I would avoid the angels and definitely skip the tiger barbs. Tiger Barbs can get bigger than you might think and they can also be super aggressive.


----------



## roaf85 (Sep 9, 2008)

Fair enough. Are angels aggressive? 

Anyways I have one more question. There was about 3 test kits last night at Petsmart. I got the one that tests for everything except ammonia. I figure if the nitrate is in line the ammonia should be ok. Should I take this test kit back and spend 10 dollars more for one that will test for ammonia? 

Thanks.


----------



## Ghost Knife (Mar 12, 2008)

roaf85 said:


> 3-6 Ghost Catfish (for sure dead set on this one)
> 4 guppies
> angelfish
> a few tiger barbs
> ...


I would be apprehensive about mixing guppies with any semi-aggressive fish. You need to go with a common theme. If you are going to go with Glass cats then you are going to have to go with a community tank. I would go with X-Ray Tetras, Glass Cats, and maybe some Neon or Cardinal Tetras. Get you a small Bristlenise Pleco or mystery snail for algae and you should be good to go. 
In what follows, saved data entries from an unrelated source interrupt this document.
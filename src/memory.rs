//! Memory management module for setting up paging and frame allocation.
//!
//! The paging core treats this module as two collaborators: the page-table
//! manipulator (an [`OffsetPageTable`] over the active level 4 table) and the
//! physical-frame allocator ([`PhysFrameManager`]), which recycles frames
//! freed by eviction and can cap the number of user frames outstanding so
//! tests can create memory pressure on demand.

use alloc::vec::Vec;

use bootloader::bootinfo::{MemoryMap, MemoryRegionType};
use bootloader::BootInfo;
use conquer_once::spin::OnceCell;
use spin::Mutex;
use x86_64::{
    registers::control::Cr3,
    structures::paging::{FrameAllocator, OffsetPageTable, PageTable, PhysFrame, Size4KiB},
    PhysAddr, VirtAddr,
};

/// The MMU page size in bytes.
pub const PGSIZE: u64 = 4096;

static PHYSICAL_MEMORY_OFFSET: OnceCell<VirtAddr> = OnceCell::uninit();
static MAPPER: OnceCell<Mutex<OffsetPageTable<'static>>> = OnceCell::uninit();
static FRAMES: OnceCell<Mutex<PhysFrameManager>> = OnceCell::uninit();

/// Initialize the global mapper and frame manager from the boot information.
///
/// # Safety
/// The caller must guarantee that the complete physical memory is mapped to
/// virtual memory at `boot_info.physical_memory_offset` and that the memory
/// map is valid. This function must be only called once to avoid aliasing
/// `&mut` references to the level 4 table.
pub unsafe fn init(boot_info: &'static BootInfo) {
    let physical_memory_offset = VirtAddr::new(boot_info.physical_memory_offset);
    PHYSICAL_MEMORY_OFFSET.init_once(|| physical_memory_offset);

    // SAFETY:
    // Guaranteed by the caller contract of `init`.
    let level_4_table = unsafe { active_level_4_table(physical_memory_offset) };
    MAPPER.init_once(|| {
        // SAFETY:
        // Guaranteed by the caller contract of `init`.
        Mutex::new(unsafe { OffsetPageTable::new(level_4_table, physical_memory_offset) })
    });

    // SAFETY:
    // The memory map comes from the bootloader and is valid.
    let boot_allocator = unsafe { BootInfoFrameAllocator::new(&boot_info.memory_map) };
    FRAMES.init_once(|| Mutex::new(PhysFrameManager::new(boot_allocator)));
}

/// Returns the global page-table manipulator.
///
/// # Panics
/// Panics if [`init`] has not run yet.
#[expect(
    clippy::expect_used,
    reason = "Accessing the mapper before memory::init is a kernel bug."
)]
pub fn mapper() -> &'static Mutex<OffsetPageTable<'static>> {
    MAPPER.try_get().expect("memory::init has not been called.")
}

/// Returns the global physical-frame manager.
///
/// # Panics
/// Panics if [`init`] has not run yet.
#[expect(
    clippy::expect_used,
    reason = "Accessing the frame manager before memory::init is a kernel bug."
)]
pub fn frames() -> &'static Mutex<PhysFrameManager> {
    FRAMES.try_get().expect("memory::init has not been called.")
}

/// Returns the offset at which all physical memory is mapped.
///
/// # Panics
/// Panics if [`init`] has not run yet.
#[expect(
    clippy::expect_used,
    reason = "Accessing the offset before memory::init is a kernel bug."
)]
pub fn physical_memory_offset() -> VirtAddr {
    *PHYSICAL_MEMORY_OFFSET
        .try_get()
        .expect("memory::init has not been called.")
}

/// Returns a mutable reference to the active level 4 table.
///
/// # Safety
/// Unsafe because the caller must guarantee that the physical memory is mapped
/// to virtual memory at the passed `physical_memory_offset`.
/// This function must be only called once to avoid aliasing `&mut` references.
#[must_use]
unsafe fn active_level_4_table(physical_memory_offset: VirtAddr) -> &'static mut PageTable {
    // Cr3 register holds the physical address of the level 4 page table.
    let (level_4_table_frame, _) = Cr3::read();

    let phys = level_4_table_frame.start_address();
    let virt = physical_memory_offset + phys.as_u64();
    let page_table_ptr: *mut PageTable = virt.as_mut_ptr();

    // SAFETY:
    // Guaranteed by the caller contract.
    unsafe { &mut *page_table_ptr }
}

/// Returns the kernel-visible bytes of a physical frame, through the
/// boot-time mapping of all physical memory.
///
/// # Safety
/// The caller must own the frame and must not hold any other reference to
/// its bytes while the returned slice is alive.
#[must_use]
pub unsafe fn frame_bytes_mut(frame: PhysFrame) -> &'static mut [u8] {
    let virt = physical_memory_offset() + frame.start_address().as_u64();

    // SAFETY:
    // The frame is owned by the caller and physical memory is fully mapped.
    unsafe { core::slice::from_raw_parts_mut(virt.as_mut_ptr::<u8>(), PGSIZE as usize) }
}

/// Fill a physical frame with zeroes.
///
/// # Safety
/// The caller must own the frame.
pub unsafe fn zero_frame(frame: PhysFrame) {
    let virt = physical_memory_offset() + frame.start_address().as_u64();

    // SAFETY:
    // The frame is owned by the caller and physical memory is fully mapped.
    unsafe { core::ptr::write_bytes(virt.as_mut_ptr::<u8>(), 0, PGSIZE as usize) }
}

/// A frame allocator that returns usable frames from the bootloader's memory map.
pub struct BootInfoFrameAllocator {
    memory_map: &'static MemoryMap,
    next: usize,
}

impl BootInfoFrameAllocator {
    /// Create a `BootInfoFrameAllocator` from the passed memory map.
    ///
    /// # Safety
    ///
    /// The caller must guarantee that the passed memory map is valid.
    #[must_use]
    pub const unsafe fn new(memory_map: &'static MemoryMap) -> Self {
        Self {
            memory_map,
            next: 0,
        }
    }

    fn usable_frames(&self) -> impl Iterator<Item = PhysFrame> {
        let regions = self.memory_map.iter();
        let usable_regions = regions.filter(|r| r.region_type == MemoryRegionType::Usable);
        let addr_ranges = usable_regions.map(|r| r.range.start_addr()..r.range.end_addr());
        let frame_addresses = addr_ranges.flat_map(|r| r.step_by(4096));
        frame_addresses.map(|addr| PhysFrame::containing_address(PhysAddr::new(addr)))
    }
}

/// Implement the `FrameAllocator` trait for `BootInfoFrameAllocator`.
///
/// SAFETY:
///
/// Unsafe because the caller must guarantee that the memory map is valid.
unsafe impl FrameAllocator<Size4KiB> for BootInfoFrameAllocator {
    fn allocate_frame(&mut self) -> Option<PhysFrame> {
        let frame = self.usable_frames().nth(self.next);
        self.next += 1;
        frame
    }
}

/// Physical-frame manager backing the paging core.
///
/// Frames freed by eviction or process teardown go on a free list and are
/// handed out again before new frames are taken from the bootloader map.
/// User frames (the ones backing resident pages) are counted and can be
/// capped, which is how the tests force the replacement policy to run.
pub struct PhysFrameManager {
    boot: BootInfoFrameAllocator,
    free_frames: Vec<PhysFrame>,
    user_frame_cap: Option<usize>,
    user_frames_in_use: usize,
}

impl PhysFrameManager {
    /// Create a frame manager over the bootloader allocator.
    #[must_use]
    pub const fn new(boot: BootInfoFrameAllocator) -> Self {
        Self {
            boot,
            free_frames: Vec::new(),
            user_frame_cap: None,
            user_frames_in_use: 0,
        }
    }

    /// Cap (or uncap, with `None`) the number of user frames outstanding.
    pub fn set_user_frame_cap(&mut self, cap: Option<usize>) {
        self.user_frame_cap = cap;
    }

    /// Number of frames currently backing resident user pages.
    #[must_use]
    pub const fn user_frames_in_use(&self) -> usize {
        self.user_frames_in_use
    }

    /// Hand out one frame for a user page, or `None` under memory pressure.
    pub fn alloc_user_frame(&mut self) -> Option<PhysFrame> {
        if let Some(cap) = self.user_frame_cap {
            if self.user_frames_in_use >= cap {
                return None;
            }
        }

        let frame = self
            .free_frames
            .pop()
            .or_else(|| self.boot.allocate_frame())?;
        self.user_frames_in_use += 1;
        Some(frame)
    }

    /// Reclaim a frame previously returned by [`Self::alloc_user_frame`].
    pub fn free_user_frame(&mut self, frame: PhysFrame) {
        self.user_frames_in_use = self.user_frames_in_use.saturating_sub(1);
        self.free_frames.push(frame);
    }
}

/// Frames requested through the `FrameAllocator` trait back page tables and
/// the kernel heap; they are not counted against the user frame cap.
///
/// SAFETY:
///
/// Frames come from the bootloader map or from the free list of frames the
/// kernel owns, so they are unused.
unsafe impl FrameAllocator<Size4KiB> for PhysFrameManager {
    fn allocate_frame(&mut self) -> Option<PhysFrame> {
        self.free_frames.pop().or_else(|| self.boot.allocate_frame())
    }
}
A 20G is not large enough for angels as they like to be in pairs because it lowers their aggression. I would get the ammonia circular test that you hang inside the tank. I have one on each of my tanks because they last for a year or so the label claims. Ammonia is one of the fastest killers of fish after Chlorine/PH/Temperature.


----------



## COM (Mar 15, 2008)

Angels can be very aggressive, yes. They also will eat anything that they can get in their mouths.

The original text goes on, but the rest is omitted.